ACTIVITY:
Nothing but the line holding "self.len() == 0" and the lines after it, through the end of the records, should be set down, each exactly as it is.

*** RECORDS Section Begins ***

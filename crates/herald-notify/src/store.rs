//! In-memory notification store with listener broadcast.
//!
//! The store holds the newest-first, capped feed and notifies every
//! registered listener with a full snapshot on each mutation. Listeners are
//! invoked outside the internal lock so they may re-enter the store, but the
//! snapshot they receive is always fully mutated, never partial.
//!
//! Adding a record whose id already exists is a no-op: read state is
//! monotone, and producers that regenerate the same deterministic id must
//! not duplicate or reset the existing entry.

use std::sync::{Arc, Mutex};

use chrono::{DateTime, Duration, Utc};
use tracing::debug;

use crate::record::{NotificationKind, NotificationRecord};

/// Default maximum number of records kept in the feed.
pub const DEFAULT_CAPACITY: usize = 50;

/// Callback receiving the full feed snapshot after every mutation.
pub type Listener = Arc<dyn Fn(&[NotificationRecord]) + Send + Sync>;

struct Inner {
    records: Vec<NotificationRecord>,
    listeners: Vec<Listener>,
}

/// Capped, newest-first notification feed.
pub struct NotificationStore {
    capacity: usize,
    inner: Mutex<Inner>,
}

impl Default for NotificationStore {
    fn default() -> Self {
        Self::new()
    }
}

impl NotificationStore {
    /// Create a store with the default capacity.
    pub fn new() -> Self {
        Self::with_capacity(DEFAULT_CAPACITY)
    }

    /// Create a store keeping at most `capacity` records.
    pub fn with_capacity(capacity: usize) -> Self {
        Self {
            capacity,
            inner: Mutex::new(Inner {
                records: Vec::new(),
                listeners: Vec::new(),
            }),
        }
    }

    /// Prepend a record and evict beyond the capacity.
    ///
    /// Returns false (and changes nothing) when a record with the same id is
    /// already present.
    pub fn add(&self, record: NotificationRecord) -> bool {
        let (snapshot, listeners) = {
            let mut inner = self.inner.lock().unwrap();
            if inner.records.iter().any(|r| r.id == record.id) {
                debug!(id = %record.id, "ignoring duplicate record id");
                return false;
            }
            inner.records.insert(0, record);
            inner.records.truncate(self.capacity);
            (inner.records.clone(), inner.listeners.clone())
        };
        broadcast(&snapshot, &listeners);
        true
    }

    /// Fold a rapid repeat message from `sender` into its existing unread
    /// record instead of adding a new one.
    ///
    /// Returns true when an unread chat record from `sender` newer than
    /// `now - window` was updated (body replaced with the latest preview plus
    /// an "(and other messages)" marker, timestamp bumped).
    pub fn coalesce_chat(
        &self,
        sender: &str,
        preview: &str,
        now: DateTime<Utc>,
        window: Duration,
    ) -> bool {
        let cutoff = now - window;
        let (snapshot, listeners) = {
            let mut inner = self.inner.lock().unwrap();
            let Some(existing) = inner.records.iter_mut().find(|r| {
                r.kind == NotificationKind::ChatMessage
                    && !r.read
                    && r.timestamp > cutoff
                    && r.chat_sender() == Some(sender)
            }) else {
                return false;
            };
            existing.message = format!("{preview} (and other messages)");
            existing.timestamp = now;
            (inner.records.clone(), inner.listeners.clone())
        };
        broadcast(&snapshot, &listeners);
        true
    }

    /// Mark one record read. Returns whether the id was found.
    pub fn mark_read(&self, id: &str) -> bool {
        let (snapshot, listeners) = {
            let mut inner = self.inner.lock().unwrap();
            let Some(record) = inner.records.iter_mut().find(|r| r.id == id) else {
                return false;
            };
            record.read = true;
            (inner.records.clone(), inner.listeners.clone())
        };
        broadcast(&snapshot, &listeners);
        true
    }

    /// Mark every record read.
    pub fn mark_all_read(&self) {
        let (snapshot, listeners) = {
            let mut inner = self.inner.lock().unwrap();
            for record in inner.records.iter_mut() {
                record.read = true;
            }
            (inner.records.clone(), inner.listeners.clone())
        };
        broadcast(&snapshot, &listeners);
    }

    /// Mark every chat record of one conversation read. Returns the number
    /// of records transitioned.
    pub fn mark_chat_read(&self, chat_id: &str) -> usize {
        let (count, snapshot, listeners) = {
            let mut inner = self.inner.lock().unwrap();
            let mut count = 0;
            for record in inner.records.iter_mut() {
                if !record.read && record.chat_id() == Some(chat_id) {
                    record.read = true;
                    count += 1;
                }
            }
            (count, inner.records.clone(), inner.listeners.clone())
        };
        if count > 0 {
            broadcast(&snapshot, &listeners);
        }
        count
    }

    /// Empty the feed.
    pub fn clear_all(&self) {
        let (snapshot, listeners) = {
            let mut inner = self.inner.lock().unwrap();
            inner.records.clear();
            (inner.records.clone(), inner.listeners.clone())
        };
        broadcast(&snapshot, &listeners);
    }

    /// Register a listener. Registration is a set: subscribing the same
    /// callback twice has no additional effect.
    pub fn subscribe(&self, listener: Listener) {
        let mut inner = self.inner.lock().unwrap();
        if inner.listeners.iter().any(|l| Arc::ptr_eq(l, &listener)) {
            return;
        }
        inner.listeners.push(listener);
    }

    /// Remove a previously registered listener.
    pub fn unsubscribe(&self, listener: &Listener) {
        let mut inner = self.inner.lock().unwrap();
        inner.listeners.retain(|l| !Arc::ptr_eq(l, listener));
    }

    /// Full snapshot of the feed, newest first.
    pub fn snapshot(&self) -> Vec<NotificationRecord> {
        self.inner.lock().unwrap().records.clone()
    }

    /// Whether a record with this id is present.
    pub fn contains(&self, id: &str) -> bool {
        self.inner.lock().unwrap().records.iter().any(|r| r.id == id)
    }

    /// Number of records in the feed.
    pub fn len(&self) -> usize {
        self.inner.lock().unwrap().records.len()
    }

    /// True when the feed is empty.
    pub fn is_empty(&self) -> bool {
        self.len() == 0
    }

    /// Count of unread records.
    pub fn unread_count(&self) -> usize {
        self.inner
            .lock()
            .unwrap()
            .records
            .iter()
            .filter(|r| !r.read)
            .count()
    }

    /// Count of unread chat records from one sender.
    pub fn unread_from_sender(&self, sender: &str) -> usize {
        self.inner
            .lock()
            .unwrap()
            .records
            .iter()
            .filter(|r| !r.read && r.chat_sender() == Some(sender))
            .count()
    }

    /// Count of unread chat records in one conversation.
    pub fn unread_for_chat(&self, chat_id: &str) -> usize {
        self.inner
            .lock()
            .unwrap()
            .records
            .iter()
            .filter(|r| !r.read && r.chat_id() == Some(chat_id))
            .count()
    }
}

fn broadcast(snapshot: &[NotificationRecord], listeners: &[Listener]) {
    for listener in listeners {
        listener(snapshot);
    }
}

*** RECORDS Section Ends ***

OUTPUT BELOW:
        self.len() == 0
    }

    /// Count of unread records.
    pub fn unread_count(&self) -> usize {
        self.inner
            .lock()
            .unwrap()
            .records
            .iter()
            .filter(|r| !r.read)
            .count()
    }

    /// Count of unread chat records from one sender.
    pub fn unread_from_sender(&self, sender: &str) -> usize {
        self.inner
            .lock()
            .unwrap()
            .records
            .iter()
            .filter(|r| !r.read && r.chat_sender() == Some(sender))
            .count()
    }

    /// Count of unread chat records in one conversation.
    pub fn unread_for_chat(&self, chat_id: &str) -> usize {
        self.inner
            .lock()
            .unwrap()
            .records
            .iter()
            .filter(|r| !r.read && r.chat_id() == Some(chat_id))
            .count()
    }
}

fn broadcast(snapshot: &[NotificationRecord], listeners: &[Listener]) {
    for listener in listeners {
        listener(snapshot);
    }
}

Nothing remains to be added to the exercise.